The vesper bells rang out the day
The jostling crowd moved on its way:
The sexton flared the old church light;
The lamps were lit and all was bright.
Then slowly thro’ the open door,
The moving crowd began to pour;
And smiling youth and hoary age,
Alike were crowding round the stage.
A blind musician, flushed and gay,
Mounted the stage and picked his way
To where an old piano lone
Awaited to adjust its tone.
His form swayed as moved by the breeze,
Electric fingers swept o’er the keys,
And like the mighty tides of the sea
That slowly swell and flood the lea,
He made the strains of music rise
And swell till they had lashed the skies.

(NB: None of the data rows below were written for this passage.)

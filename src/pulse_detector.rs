//! PulseDetector: per-second adaptive-baseline pulse scanner over the
//! fast-ADC stream, per spec.md §4.2.
//!
//! Counts are kept in `AtomicU32` so a reader thread (Fuser, at the
//! one-second boundary) can snapshot them without locking, the same
//! release/acquire-ordering idiom the donor's `data/ring_buffer.rs`
//! uses for its monotonic counters.

use std::sync::atomic::{AtomicU32, Ordering};
use tracing::warn;

use crate::record::MAX_CHANNEL;

/// Samples required before a threshold can be latched for the second.
pub const BASELINE_SAMPLES: usize = 1000;
/// Threshold offset above the baseline.
pub const THRESHOLD_OFFSET: i32 = 8;
/// Samples at the tail of the per-second buffer that are never
/// scanned as a pulse start, to avoid splitting a pulse across the
/// second boundary (spec.md §4.2 step 3).
pub const BOUNDARY_GUARD: usize = 10;
/// Valid ADC code range; anything outside this is clamped and logged.
pub const ADC_CODE_MIN: i32 = 0;
/// See [`ADC_CODE_MIN`].
pub const ADC_CODE_MAX: i32 = 4095;
/// Clamp target for out-of-range samples.
pub const ADC_CODE_MIDPOINT: i32 = 2048;
/// Top of the ADC code range, used by the channel-binning formula.
pub const ADC_CODE_CEILING: i32 = 4096;

/// A closed pulse, produced internally by the per-second scan.
#[derive(Debug, Clone, Copy, PartialEq, Eq)]
pub struct PulseEvent {
    /// Index into the second's sample buffer where the pulse started.
    pub start_index: usize,
    /// Index where the pulse ended (inclusive).
    pub end_index: usize,
    /// Peak height above threshold, always >= 1.
    pub height: i32,
    /// Counting channel this pulse was binned into.
    pub channel: usize,
}

/// Stateful per-second pulse scanner.
///
/// Call [`PulseDetector::push_sample`] for every incoming fast-ADC
/// sample; call [`PulseDetector::end_of_second`] when the reader
/// thread observes the wall-clock second roll over, which snapshots
/// and resets the per-channel counters.
pub struct PulseDetector {
    buffer: Vec<i32>,
    threshold: Option<i32>,
    /// End index of the last pulse already counted, so repeated
    /// `rescan` calls within the same second don't double-count.
    last_scanned_end: Option<usize>,
    /// Index of the last sample already examined as a potential pulse
    /// start, so `rescan` never re-walks samples it has already looked
    /// at — see [`Self::rescan`].
    last_scan_cursor: Option<usize>,
    /// Whether a pulse is currently open, carried across `rescan`
    /// calls since a pulse can span many `push_sample` calls.
    in_pulse: bool,
    /// Start index of the currently open pulse, valid iff `in_pulse`.
    pulse_start: usize,
    counts: [AtomicU32; MAX_CHANNEL],
}

impl Default for PulseDetector {
    fn default() -> Self {
        Self::new()
    }
}

impl PulseDetector {
    /// Creates a detector with an empty per-second buffer.
    pub fn new() -> Self {
        PulseDetector {
            buffer: Vec::with_capacity(600_000),
            threshold: None,
            last_scanned_end: None,
            last_scan_cursor: None,
            in_pulse: false,
            pulse_start: 0,
            counts: std::array::from_fn(|_| AtomicU32::new(0)),
        }
    }

    /// Clamp a raw sample to the valid ADC range, logging if it was
    /// out of range. Never halts scanning (spec.md §4.2 robustness).
    fn clamp_sample(raw: i32) -> i32 {
        if !(ADC_CODE_MIN..=ADC_CODE_MAX).contains(&raw) {
            warn!(raw, "fast ADC sample out of range, clamping to midpoint");
            ADC_CODE_MIDPOINT
        } else {
            raw
        }
    }

    /// Feeds one fast-ADC sample for the current second.
    ///
    /// Once at least [`BASELINE_SAMPLES`] samples have accumulated and
    /// no threshold is latched yet, computes and latches
    /// `baseline + THRESHOLD_OFFSET` from the first `BASELINE_SAMPLES`
    /// samples, then scans the whole buffer once. On every subsequent
    /// call after the threshold is latched, rescans just the new
    /// tail — see [`Self::rescan`].
    pub fn push_sample(&mut self, raw: i32) {
        let sample = Self::clamp_sample(raw);
        self.buffer.push(sample);

        if self.threshold.is_none() {
            if self.buffer.len() < BASELINE_SAMPLES {
                return;
            }
            let baseline = self.buffer[..BASELINE_SAMPLES]
                .iter()
                .copied()
                .min()
                .unwrap_or(ADC_CODE_MIDPOINT);
            self.threshold = Some(baseline + THRESHOLD_OFFSET);
        }

        self.rescan();
    }

    /// Advances the scan past every sample that has not yet been
    /// examined as a potential pulse start/end, honoring the boundary
    /// guard (spec.md §4.2 step 3: "stop before the buffer's last 10
    /// samples unless in_pulse").
    ///
    /// `in_pulse`/`pulse_start`/`last_scan_cursor` persist across
    /// calls so each sample is classified exactly once: a naive
    /// from-scratch rescan of the whole per-second buffer on every
    /// `push_sample` call is O(n) per sample and O(n^2) per second at
    /// 500 kSa/s, which cannot keep up with the fast-ADC stream.
    fn rescan(&mut self) {
        let Some(threshold) = self.threshold else {
            return;
        };
        let len = self.buffer.len();
        let limit = len.saturating_sub(BOUNDARY_GUARD);
        let start = self.last_scan_cursor.map(|c| c + 1).unwrap_or(0);
        if start >= len {
            return;
        }

        let mut last_processed = None;
        let mut i = start;
        while i < len {
            let high = self.buffer[i] >= threshold;
            if !self.in_pulse && high {
                self.in_pulse = true;
                self.pulse_start = i;
            } else if self.in_pulse && !high {
                let end = i - 1;
                let height = self.buffer[self.pulse_start..=end]
                    .iter()
                    .copied()
                    .max()
                    .unwrap_or(threshold)
                    - threshold;
                let height = height.max(1);
                let channel = Self::bin_channel(height, threshold);
                self.counts[channel].fetch_add(1, Ordering::Relaxed);
                self.last_scanned_end = Some(end);
                self.in_pulse = false;
            }
            last_processed = Some(i);
            if !self.in_pulse && i >= limit {
                break;
            }
            i += 1;
        }
        if let Some(lp) = last_processed {
            self.last_scan_cursor = Some(lp);
        }
    }

    /// `channel := min(height / ((4096 - threshold) / MAX_CHANNEL), MAX_CHANNEL - 1)`.
    fn bin_channel(height: i32, threshold: i32) -> usize {
        let span = (ADC_CODE_CEILING - threshold).max(1) / MAX_CHANNEL as i32;
        let span = span.max(1);
        let channel = (height / span).max(0) as usize;
        channel.min(MAX_CHANNEL - 1)
    }

    /// Snapshots current per-channel counts, zeroes them, and resets
    /// the per-second buffer and latched threshold for the next
    /// second. Call once per wall-clock second boundary.
    pub fn end_of_second(&mut self) -> [u32; MAX_CHANNEL] {
        let mut snapshot = [0u32; MAX_CHANNEL];
        for (slot, counter) in snapshot.iter_mut().zip(self.counts.iter()) {
            *slot = counter.swap(0, Ordering::Relaxed);
        }
        self.buffer.clear();
        self.threshold = None;
        self.last_scanned_end = None;
        self.last_scan_cursor = None;
        self.in_pulse = false;
        self.pulse_start = 0;
        snapshot
    }

    /// The currently latched threshold, if any samples have triggered
    /// one yet this second.
    pub fn threshold(&self) -> Option<i32> {
        self.threshold
    }
}

#[cfg(test)]
mod tests {
    use super::*;

    fn push_many(detector: &mut PulseDetector, values: &[i32]) {
        for &v in values {
            detector.push_sample(v);
        }
    }

    #[test]
    fn scenario_1_boundary_pulse_bucketing() {
        let mut detector = PulseDetector::new();
        push_many(&mut detector, &[2048; BASELINE_SAMPLES]);
        assert_eq!(detector.threshold(), Some(2056));
        // extra padding so the pulse isn't inside the boundary guard
        push_many(&mut detector, &[2060, 2070, 2080, 2070, 2056, 2050]);
        push_many(&mut detector, &[2048; BOUNDARY_GUARD + 1]);
        let counts = detector.end_of_second();
        // height = 2080-2056=24; channel = 24/((4096-2056)/8) = 24/255 = 0
        assert_eq!(counts[0], 1);
        assert_eq!(counts.iter().sum::<u32>(), 1);
    }

    #[test]
    fn scenario_5_threshold_latches_at_1000_samples() {
        let mut detector = PulseDetector::new();
        push_many(&mut detector, &[2040; BASELINE_SAMPLES - 1]);
        assert_eq!(detector.threshold(), None);
        detector.push_sample(2040);
        assert_eq!(detector.threshold(), Some(2048));
    }

    #[test]
    fn out_of_range_sample_is_clamped_not_fatal() {
        let mut detector = PulseDetector::new();
        push_many(&mut detector, &[2048; BASELINE_SAMPLES]);
        detector.push_sample(99999);
        detector.push_sample(-5);
        // Should not panic; counts remain well-formed.
        let counts = detector.end_of_second();
        assert_eq!(counts.len(), MAX_CHANNEL);
    }

    #[test]
    fn end_of_second_resets_threshold_and_buffer() {
        let mut detector = PulseDetector::new();
        push_many(&mut detector, &[2048; BASELINE_SAMPLES]);
        assert!(detector.threshold().is_some());
        detector.end_of_second();
        assert!(detector.threshold().is_none());
    }

    #[test]
    fn no_pulses_emits_zero_counts() {
        let mut detector = PulseDetector::new();
        push_many(&mut detector, &[2048; BASELINE_SAMPLES + 50]);
        let counts = detector.end_of_second();
        assert_eq!(counts.iter().sum::<u32>(), 0);
    }

    #[test]
    fn cursor_advances_across_calls_and_finds_two_separated_pulses() {
        // Exercises the persistent scan cursor over a buffer much
        // larger than the pulses themselves: each pulse is separated
        // by thousands of baseline samples pushed one at a time, so a
        // correct O(1)-amortized scan must still find both without
        // re-walking already-classified samples.
        let mut detector = PulseDetector::new();
        push_many(&mut detector, &[2048; BASELINE_SAMPLES]);
        let threshold = detector.threshold().unwrap();
        assert_eq!(threshold, 2056);

        push_many(&mut detector, &[2048; 5_000]);
        push_many(&mut detector, &[2070, 2080, 2070]); // pulse A
        push_many(&mut detector, &[2048; 5_000]);
        push_many(&mut detector, &[2065, 2090, 2060]); // pulse B
        push_many(&mut detector, &[2048; BOUNDARY_GUARD + 1]);

        let counts = detector.end_of_second();
        assert_eq!(counts.iter().sum::<u32>(), 2);
    }
}
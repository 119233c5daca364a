//! LogStore: the content-addressed, memory-mapped two-region log file,
//! per spec.md §4.7/§6.2.
//!
//! Grounded on the donor's `data/ring_buffer.rs`: release-fenced
//! monotonic counter publication, the `mmap` create-or-open-without-
//! truncation guard, and a `#[repr(C)]` header with a compile-time
//! `size_of` assertion are all carried over, adapted from a circular
//! ring to this spec's two-region (fixed Part1 array + append-only
//! Part2 heap) layout. Positioned reads/writes into the Part2 region
//! use `FileExt::{read_at,write_at}` rather than growing the mmap,
//! since Part2 is unbounded and append-only across the file's life.

use std::fs::{File, OpenOptions};
use std::os::unix::fs::FileExt;
use std::path::Path;
use std::sync::atomic::{fence, AtomicU32, Ordering};
use std::sync::Mutex;

use memmap2::{MmapMut, MmapOptions};

use crate::error::{DaqError, DaqResult};
use crate::record::{Part1, Part2, PART1_SIZE};

/// Log file magic (distinct from the wire-protocol Part1/Part2 magics).
pub const MAGIC_LOG_FILE: u64 = 0xaabb_ccdd_4c4f_4731;

/// Fixed header size, bytes (spec.md §6.2).
pub const HEADER_SIZE: usize = 4096;

#[repr(C)]
struct LogFileHeader {
    magic: u64,
    start_time: i64,
    max: AtomicU32,
    _reserved: [u8; HEADER_SIZE - 8 - 8 - 4],
}

const _: () = assert!(std::mem::size_of::<LogFileHeader>() == HEADER_SIZE);

/// Computes the byte offset the Part2 region begins at, per spec.md
/// §6.2: `(sizeof(header) + sizeof(Part1)*MAX_FILE_DATA_PART1 +
/// 0x1000) & ~0xFFF`.
pub fn part2_region_start(max_records: u32) -> u64 {
    let raw = HEADER_SIZE as u64 + PART1_SIZE as u64 * max_records as u64 + 0x1000;
    raw & !0xFFFu64
}

/// A cached, already-validated Part2 read, keyed by its record index,
/// per spec.md §4.7's one-entry Part2 read cache.
struct Part2Cache {
    idx: u32,
    part2: Part2,
}

/// The mmap'd log file: a fixed Part1 array plus an append-only Part2
/// heap, addressed by record index.
///
/// # Safety
/// `header`/`part1_base` are raw pointers into `mmap`; they are valid
/// for exactly as long as `mmap` (kept alive as a field) lives. `max`
/// is published with release ordering on write and read with acquire
/// ordering, so any reader observing `max == N` is guaranteed to see
/// `Part1[0..N)` fully initialized, per spec.md §5's ordering
/// guarantee for monotonic counters.
pub struct LogStore {
    #[allow(dead_code)]
    mmap: MmapMut,
    header: *mut LogFileHeader,
    part1_base: *mut u8,
    file: File,
    max_records: u32,
    part2_start: u64,
    part2_cursor: std::sync::atomic::AtomicU64,
    read_cache: Mutex<Option<Part2Cache>>,
}

// SAFETY: all access to `header`/`part1_base` goes through atomic
// loads/stores on `max` (acquire/release) or through the single-writer
// append path; the raw pointers themselves are never read without
// first synchronizing through `max`.
unsafe impl Send for LogStore {}
// SAFETY: concurrent readers only ever observe slots below the
// acquire-loaded `max`, which are never mutated again once published.
unsafe impl Sync for LogStore {}

impl LogStore {
    /// Creates a new log file at `path`, which must not already exist
    /// and must have a `.dat` extension, per spec.md §6.2.
    pub fn create(path: impl AsRef<Path>, max_records: u32) -> DaqResult<Self> {
        let path = path.as_ref();
        if path.extension().and_then(|e| e.to_str()) != Some("dat") {
            return Err(DaqError::InvalidConfig(format!(
                "log file {path:?} must have a .dat extension"
            )));
        }
        if path.exists() {
            return Err(DaqError::LogFileExists(path.display().to_string()));
        }

        let part2_start = part2_region_start(max_records);
        let file = OpenOptions::new()
            .read(true)
            .write(true)
            .create_new(true)
            .open(path)?;
        file.set_len(part2_start)?;

        // SAFETY: the file was just created and sized, so the mapping
        // covers exactly the header + Part1 region.
        let mut mmap = unsafe { MmapOptions::new().len(part2_start as usize).map_mut(&file)? };

        let header = mmap.as_mut_ptr() as *mut LogFileHeader;
        // SAFETY: mmap is at least HEADER_SIZE bytes.
        unsafe {
            (*header).magic = MAGIC_LOG_FILE;
            (*header).start_time = 0;
            (*header).max = AtomicU32::new(0);
            (*header)._reserved.fill(0);
        }
        let part1_base = unsafe { mmap.as_mut_ptr().add(HEADER_SIZE) };

        Ok(LogStore {
            mmap,
            header,
            part1_base,
            file,
            max_records,
            part2_start,
            part2_cursor: std::sync::atomic::AtomicU64::new(0),
            read_cache: Mutex::new(None),
        })
    }

    /// Opens an existing log file for reading (and, if the caller
    /// holds the writer role, appending).
    pub fn open(path: impl AsRef<Path>, max_records: u32) -> DaqResult<Self> {
        let path = path.as_ref();
        let part2_start = part2_region_start(max_records);
        let file = OpenOptions::new().read(true).write(true).open(path)?;

        // SAFETY: the file is assumed to have been created by `create`
        // and is therefore at least `part2_start` bytes.
        let mut mmap = unsafe { MmapOptions::new().len(part2_start as usize).map_mut(&file)? };
        let header = mmap.as_mut_ptr() as *mut LogFileHeader;
        // SAFETY: header points at a valid LogFileHeader written by `create`.
        let magic = unsafe { (*header).magic };
        if magic != MAGIC_LOG_FILE {
            return Err(DaqError::LogFileCorrupt(format!(
                "bad header magic {magic:#x}"
            )));
        }
        let part1_base = unsafe { mmap.as_mut_ptr().add(HEADER_SIZE) };
        let file_len = file.metadata()?.len();
        let part2_cursor = file_len.saturating_sub(part2_start);

        Ok(LogStore {
            mmap,
            header,
            part1_base,
            file,
            max_records,
            part2_start,
            part2_cursor: std::sync::atomic::AtomicU64::new(part2_cursor),
            read_cache: Mutex::new(None),
        })
    }

    /// Number of committed records, acquire-loaded.
    pub fn max(&self) -> u32 {
        // SAFETY: header is valid for the lifetime of `self`.
        unsafe { (*self.header).max.load(Ordering::Acquire) }
    }

    /// Epoch-seconds timestamp of record 0, once at least one record
    /// has been written.
    pub fn start_time(&self) -> i64 {
        // SAFETY: header is valid for the lifetime of `self`.
        unsafe { (*self.header).start_time }
    }

    /// Maximum record capacity this file was created with.
    pub fn max_records(&self) -> u32 {
        self.max_records
    }

    /// Appends one record. Single-writer only (spec.md §5); callers
    /// (`Recorder`) are responsible for time-sequence and idempotence
    /// checks before calling this.
    ///
    /// Write order, per spec.md §4.7: stamp `part1.data_part2_offset`,
    /// mmap the Part1 slot, positioned-write Part2, then publish `max
    /// += 1` with a release fence.
    pub fn append(&self, part1: &Part1, part2: &Part2) -> DaqResult<()> {
        let max = self.max();
        if max >= self.max_records {
            return Err(DaqError::LogFileFull);
        }

        let offset = self.part2_cursor.load(Ordering::Relaxed);
        let mut stamped = *part1;
        stamped.data_part2_offset = offset;
        stamped.data_part2_length = part2.encoded_len() as u32;

        let part2_bytes = part2.encode();
        self.file
            .write_at(&part2_bytes, self.part2_start + offset)?;
        self.part2_cursor
            .fetch_add(part2_bytes.len() as u64, Ordering::Relaxed);

        let slot_offset = max as usize * PART1_SIZE;
        let encoded = stamped.encode();
        // SAFETY: slot_offset + PART1_SIZE is within the mapped Part1
        // region since max < self.max_records.
        unsafe {
            let dest = self.part1_base.add(slot_offset);
            std::ptr::copy_nonoverlapping(encoded.as_ptr(), dest, PART1_SIZE);
        }

        if max == 0 {
            // SAFETY: single writer, header valid.
            unsafe {
                (*self.header).start_time = stamped.time;
            }
        }

        fence(Ordering::Release);
        // SAFETY: header valid.
        unsafe {
            (*self.header).max.fetch_add(1, Ordering::Release);
        }
        Ok(())
    }

    /// Reads record `idx`'s Part1, after validating `idx < max`
    /// (acquire ordering — see spec.md §5's publication guarantee).
    pub fn read_part1(&self, idx: u32) -> DaqResult<Part1> {
        if idx >= self.max() {
            return Err(DaqError::InvalidConfig(format!(
                "record index {idx} out of range"
            )));
        }
        let slot_offset = idx as usize * PART1_SIZE;
        // SAFETY: slot_offset + PART1_SIZE < mapped region, since idx < max <= max_records.
        let bytes = unsafe {
            std::slice::from_raw_parts(self.part1_base.add(slot_offset), PART1_SIZE)
        };
        Part1::decode(bytes)
    }

    /// Reads record `idx`'s Part2, honoring the one-entry cache.
    /// Fatal (`DaqError::LogFileCorrupt`) on a magic mismatch — per
    /// spec.md §4.7, the file is considered corrupt.
    pub fn read_part2(&self, idx: u32) -> DaqResult<Part2> {
        {
            let cache = self.read_cache.lock().expect("read cache mutex poisoned");
            if let Some(entry) = cache.as_ref() {
                if entry.idx == idx {
                    return Ok(entry.part2.clone());
                }
            }
        }

        let part1 = self.read_part1(idx)?;
        let mut buf = vec![0u8; part1.data_part2_length as usize];
        self.file
            .read_at(&mut buf, self.part2_start + part1.data_part2_offset)?;
        let part2 = Part2::decode(&buf)
            .map_err(|e| DaqError::LogFileCorrupt(format!("record {idx}: {e}")))?;

        let mut cache = self.read_cache.lock().expect("read cache mutex poisoned");
        *cache = Some(Part2Cache {
            idx,
            part2: part2.clone(),
        });
        Ok(part2)
    }
}

#[cfg(test)]
mod tests {
    use super::*;
    use crate::record::GaugeReading;

    fn sample_part1(time: i64) -> Part1 {
        Part1::no_value(time)
    }

    #[test]
    fn create_rejects_non_dat_extension() {
        let dir = tempfile::tempdir().unwrap();
        let path = dir.path().join("log.bin");
        let err = LogStore::create(&path, 100);
        assert!(err.is_err());
    }

    #[test]
    fn create_rejects_existing_file() {
        let dir = tempfile::tempdir().unwrap();
        let path = dir.path().join("log.dat");
        std::fs::write(&path, b"x").unwrap();
        let err = LogStore::create(&path, 100);
        assert!(matches!(err, Err(DaqError::LogFileExists(_))));
    }

    #[test]
    fn append_and_read_round_trips() {
        let dir = tempfile::tempdir().unwrap();
        let path = dir.path().join("log.dat");
        let store = LogStore::create(&path, 100).unwrap();

        let part1 = sample_part1(1_700_000_000);
        let part2 = Part2::empty();
        store.append(&part1, &part2).unwrap();

        assert_eq!(store.max(), 1);
        assert_eq!(store.start_time(), 1_700_000_000);

        let read_part1 = store.read_part1(0).unwrap();
        assert_eq!(read_part1.time, 1_700_000_000);
        assert_eq!(
            GaugeReading::from_wire_f32(read_part1.voltage_mean_kv),
            GaugeReading::NoValue
        );

        let read_part2 = store.read_part2(0).unwrap();
        assert_eq!(read_part2, part2);
    }

    #[test]
    fn read_part1_rejects_out_of_range_index() {
        let dir = tempfile::tempdir().unwrap();
        let path = dir.path().join("log.dat");
        let store = LogStore::create(&path, 10).unwrap();
        assert!(store.read_part1(0).is_err());
    }

    #[test]
    fn append_fails_once_full() {
        let dir = tempfile::tempdir().unwrap();
        let path = dir.path().join("log.dat");
        let store = LogStore::create(&path, 1).unwrap();
        store.append(&sample_part1(1), &Part2::empty()).unwrap();
        let err = store.append(&sample_part1(2), &Part2::empty());
        assert!(matches!(err, Err(DaqError::LogFileFull)));
    }

    #[test]
    fn reopened_file_preserves_records() {
        let dir = tempfile::tempdir().unwrap();
        let path = dir.path().join("log.dat");
        {
            let store = LogStore::create(&path, 100).unwrap();
            store.append(&sample_part1(500), &Part2::empty()).unwrap();
        }
        let reopened = LogStore::open(&path, 100).unwrap();
        assert_eq!(reopened.max(), 1);
        assert_eq!(reopened.read_part1(0).unwrap().time, 500);
    }

    #[test]
    fn part2_with_jpeg_round_trips_distinct_offsets() {
        let dir = tempfile::tempdir().unwrap();
        let path = dir.path().join("log.dat");
        let store = LogStore::create(&path, 10).unwrap();

        let mut part2_a = Part2::empty();
        part2_a.jpeg = vec![1, 2, 3];
        store.append(&sample_part1(1), &part2_a).unwrap();

        let mut part2_b = Part2::empty();
        part2_b.jpeg = vec![4, 5, 6, 7];
        store.append(&sample_part1(2), &part2_b).unwrap();

        let p1_a = store.read_part1(0).unwrap();
        let p1_b = store.read_part1(1).unwrap();
        assert!(p1_a.data_part2_offset < p1_b.data_part2_offset);

        assert_eq!(store.read_part2(0).unwrap().jpeg, vec![1, 2, 3]);
        assert_eq!(store.read_part2(1).unwrap().jpeg, vec![4, 5, 6, 7]);
    }
}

The crowd sat mute, their minds had flown
On trembling notes to shores unknown,
Belated teamsters left their dray
And toward the chapel sought their way;
A star peeped thro’ the clouds o’er head
And seemed to trip and onward sped.
The blind musician lower bent,
And swift the rolling music went
Like the gentle ebb and the flow
Of ocean tides that come and go,
Or like the roll of drum and fife,
Or sounds of conflict and of strife,
E’en more, the mocking bird would trill
Its warbling lays and all was still
Till soft the sound of winds swept o’er,
And broke a mighty tempest roar.
Lightening seemed in the player’s hand;
A music cyclone struck the land.
Then came a creak as if were struck
Some massive house, or trees were plucked
From their roots, and the thunder’s might
Made those near by leap up in fright
Then came the lull, the storm was gone:
The musician seemed sad and lone.
Thought he must of his darling wife,
Whom he’d ne’er seen in all his life,
But as he sat in sad repose,
Much he looked like the last fair rose.
Tho’ music vibrated ev’ry vein,
A rose bloomed out on Sharon’s plain.
O, what genius in deed and thought!
What mechanism by heaven wrought!
A soul of light, tho’ earth and skies
Gave not light to his blinded eyes,
His fingers sought the keys once more,
And played he then as ne’er before
And tossed he like a ship on the main,
Till his soul echoed the last sad strain.